Interference abstractions for thread-modular static analyses by abstract interpretation

SupervisorAntoine Miné
Internship locationAbstraction team
Département d'informatique
École normale supérieure
45, rue d'Ulm
Paris, France
Relevant courseM2-6: Abstract interpretation: application to verification and static analysis
Email

Description

The verification problem for parallel software is far more complex than for sequential ones, due to the huge number of interleavings of thread executions one has to consider. Thread-modular methods, such as rely/guarantee, side-step this issue by decomposing the verification of the whole program into the independent verification of each thread in an environment modeling the action of the other threads. In the context of static analysis, a thread-modular analysis infers intra-thread local invariants and inter-thread interferences, both of which are (complementary) abstract interpretations of the program trace semantics. Most static analyses abstract interferences very coarsely, as (an abstraction of) the set of values each thread can store into each variable during its whole execution, which is very efficient but imprecise.

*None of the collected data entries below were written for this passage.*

//! Builder for custom currencies.

use std::sync::Arc;

use chrono::NaiveDate;
use coinage_shared::types::GENERIC_CURRENCY_SIGN;
use coinage_shared::{CurrencyCode, MinorUnit};

use super::info::{Currency, CurrencyInfo, NamespaceId};
use super::registry::CurrencyRegistry;
use crate::error::{MoneyError, MoneyResult};

/// Largest ISO-4217 numeric code.
const MAX_NUMERIC_CODE: u16 = 999;

/// Builds a [`CurrencyInfo`] and optionally registers it.
///
/// ```
/// use coinage_core::currency::{CurrencyBuilder, CurrencyRegistry};
///
/// let registry = CurrencyRegistry::new();
/// let btc = CurrencyBuilder::new("BTC", "virtual")
///     .english_name("Bitcoin")
///     .symbol("₿")
///     .register(&registry)
///     .unwrap();
/// assert_eq!(btc.code().as_str(), "BTC");
/// ```
#[derive(Debug, Clone)]
pub struct CurrencyBuilder {
    code: String,
    namespace: String,
    english_name: Option<String>,
    symbol: String,
    numeric_code: u16,
    minor_unit: MinorUnit,
    valid_from: Option<NaiveDate>,
    valid_to: Option<NaiveDate>,
    is_iso4217: bool,
}

impl CurrencyBuilder {
    /// Starts a custom currency with two decimal digits and the generic sign.
    #[must_use]
    pub fn new(code: &str, namespace: &str) -> Self {
        Self {
            code: code.to_string(),
            namespace: namespace.to_string(),
            english_name: None,
            symbol: GENERIC_CURRENCY_SIGN.to_string(),
            numeric_code: 0,
            minor_unit: MinorUnit::TWO,
            valid_from: None,
            valid_to: None,
            is_iso4217: false,
        }
    }

    /// Starts from the data of an existing currency, under a new code and namespace.
    #[must_use]
    pub fn from_existing(code: &str, namespace: &str, existing: &CurrencyInfo) -> Self {
        Self {
            code: code.to_string(),
            namespace: namespace.to_string(),
            english_name: Some(existing.english_name.clone()),
            symbol: existing.symbol.clone(),
            numeric_code: existing.numeric_code,
            minor_unit: existing.minor_unit,
            valid_from: existing.introduced_on,
            valid_to: existing.expired_on,
            is_iso4217: existing.is_iso4217,
        }
    }

    /// Sets the English name (defaults to the code).
    #[must_use]
    pub fn english_name(mut self, name: &str) -> Self {
        self.english_name = Some(name.to_string());
        self
    }

    /// Sets the symbol.
    #[must_use]
    pub fn symbol(mut self, symbol: &str) -> Self {
        self.symbol = symbol.to_string();
        self
    }

    /// Sets the numeric code.
    #[must_use]
    pub const fn numeric_code(mut self, numeric_code: u16) -> Self {
        self.numeric_code = numeric_code;
        self
    }

    /// Sets the minor unit.
    #[must_use]
    pub const fn minor_unit(mut self, minor_unit: MinorUnit) -> Self {
        self.minor_unit = minor_unit;
        self
    }

    /// Sets the first day of validity.
    #[must_use]
    pub const fn valid_from(mut self, date: NaiveDate) -> Self {
        self.valid_from = Some(date);
        self
    }

    /// Sets the last day of validity.
    #[must_use]
    pub const fn valid_to(mut self, date: NaiveDate) -> Self {
        self.valid_to = Some(date);
        self
    }

    /// Marks the currency as part of ISO-4217.
    #[must_use]
    pub const fn is_iso4217(mut self, is_iso4217: bool) -> Self {
        self.is_iso4217 = is_iso4217;
        self
    }

    /// Validates the data and returns the metadata without registering it.
    ///
    /// # Errors
    ///
    /// Returns `InvalidArgument` for a malformed code, an empty namespace,
    /// a minor unit beyond 28 decimal places, or an inverted validity window,
    /// and `OutOfRange` for a numeric code above 999.
    pub fn build(self) -> MoneyResult<CurrencyInfo> {
        let code = CurrencyCode::parse(&self.code)
            .map_err(|e| MoneyError::InvalidArgument(e.to_string()))?;

        if self.namespace.trim().is_empty() {
            return Err(MoneyError::InvalidArgument(
                "namespace must not be empty".to_string(),
            ));
        }
        let minor_unit = self
            .minor_unit
            .validated()
            .map_err(|e| MoneyError::InvalidArgument(format!("currency {code}: {e}")))?;
        if self.numeric_code > MAX_NUMERIC_CODE {
            return Err(MoneyError::OutOfRange(format!(
                "numeric code {} exceeds {MAX_NUMERIC_CODE}",
                self.numeric_code
            )));
        }
        if let (Some(from), Some(to)) = (self.valid_from, self.valid_to)
            && from > to
        {
            return Err(MoneyError::InvalidArgument(format!(
                "currency {code} is valid from {from}, after its end date {to}"
            )));
        }

        Ok(CurrencyInfo {
            code,
            numeric_code: self.numeric_code,
            minor_unit,
            english_name: self.english_name.unwrap_or_else(|| code.to_string()),
            symbol: self.symbol,
            introduced_on: self.valid_from,
            expired_on: self.valid_to,
            is_iso4217: self.is_iso4217,
            namespace: self.namespace,
            namespace_id: NamespaceId::ISO_4217,
        })
    }

    /// Builds and registers the currency.
    ///
    /// # Errors
    ///
    /// Returns the [`build`](Self::build) errors, or `DuplicateRegistration`.
    pub fn register(self, registry: &CurrencyRegistry) -> MoneyResult<Currency> {
        registry.register(self.build()?)
    }

    /// Removes a registered currency.
    ///
    /// # Errors
    ///
    /// Returns `UnknownCurrencyCode` when `(code, namespace)` is not registered.
    pub fn unregister(
        code: &str,
        namespace: &str,
        registry: &CurrencyRegistry,
    ) -> MoneyResult<Arc<CurrencyInfo>> {
        registry
            .try_remove(code, namespace)
            .ok_or_else(|| MoneyError::unknown(code.to_ascii_uppercase(), Some(namespace)))
    }
}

The goal of the internship is to develop new abstractions of interferences which are more expressive and more precise than existing ones, without sacrificing scalability. Promising directions include the design of abstractions that are (at least partially) flow-sensitive or relational.

Expected work

The intern will develop new abstractions for interferences, including all the operators and transfer functions required by a static analyzer. Each proposed domain and operator shall be proved correct, and motivated by its usefulness analyzing actual program fragments and by its tractable complexity. While not required, implementing and evaluating the domains experimentally is a plus.

The internship will take place in the context of the AstréeA Project which can provide realistic fragments of industrial parallel programs.